In ESA 2010, employers’ imputed social contributions are included in D122pay, while pensions to current pensioners are included in D62pay, and imputed pension contributions are included in D611rec and D612rec respectively.
ESA codes and descriptions of variables reported in the tables | |
Code | Description |
---|---|
B.1 | Value added |
B.1* | Domestic product (B.1*g =gross domestic product; B.1*n = net domestic product) |
B.2n | Operating surplus |
B.3 | Mixed income (i.e. income of self employed) |
B.5* | National income or net primary income |
B.6 | Disposable income |
B.8 | Saving |
B.9 | Net lending/net borrowing |
D.1 | Compensation of employees |
D.11 | Wages and salaries |
D.12 | Employers’ social contributions |
D.2 | Taxes (on production and imports) excluding customs duty |
D.21 | Taxes on products |
D.29 | Other taxes on production |
D.3 | Subsidies (on production and imports) |
D.31 | Subsidies on products |
D.39 | Other subsidies on production |
D.4 | Property income (which includes distributed income of corporations and reinvested earnings) |
D.41 | Interest |
D.422 | Withdrawals from income of quasi-corporations |
D.5 | Taxes on income and wealth |
D.61 | Actual social contributions (i.e.

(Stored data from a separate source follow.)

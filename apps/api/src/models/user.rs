use serde::Serialize;
use sqlx::FromRow;
use uuid::Uuid;

/// A registered account. `email` is unique and stored exactly as submitted.
#[derive(Debug, Clone, FromRow)]
pub struct User {
    pub id: Uuid,
    pub email: String,
    pub hashed_password: String,
}

/// Public view of a user; never carries the password hash.
#[derive(Debug, Clone, Serialize)]
pub struct UserResponse {
    pub id: Uuid,
    pub email: String,
}

impl From<&User> for UserResponse {
    fn from(user: &User) -> Self {
        UserResponse {
            id: user.id,
            email: user.email.clone(),
        }
    }
}
//! Identity layer: password hashing, signed tokens, sessions and the
//! `CurrentUser` extractor that gates every resume route.

pub mod extractor;
pub mod handlers;
pub mod password;
pub mod session;
pub mod token;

PRSI) |
D.62 | Social benefits other than social transfers in kind |
D.63 | Social transfers in kind |
D.632 | Market Produced social transfers in kind |
D.7 | Current transfers |
D.74 | Current international cooperation |
D.8 | Adjustment for the change in pension entitlements |
D.9 | Capital transfers |
D.91 | Capital taxes |
D.92 | Investment grants |
D.99 | Other capital transfers |
EDP B.9 | Net lending / net borrowing adjusted for flows on interest rate swaps |
P.1 | Output |
P.11 | Market Output |
P.12 | Output for own final use |
P.131 | Payments for other non-market output |
P.2 | Intermediate consumption |
P.3 | Final consumption expenditure |
P.5 | Gross capital formation |
P.51 | Gross fixed capital formation |
P.51c | Consumption of fixed capital |
P.52 | Changes in inventories |
NP | Acquisitions less disposals of non produced assets |
P.6 | Exports of goods and services |
P.7 | Imports of goods and services |
AF.2 | Currency and deposits |
AF.33 | Securities other than shares, exc. financial derivatives |
AF.331 | Short-term |
AF.332 | Long-term |
AF.4 | Loans |
AF.41 | Short-term |
AF.42 | Long-term |
1The ESA 2010 manual is Regulation (EU) No 549/2013 in the European system of national and regional accounts in the EU Community. Chapter 23 (Classifications) of the manual begins at page 511.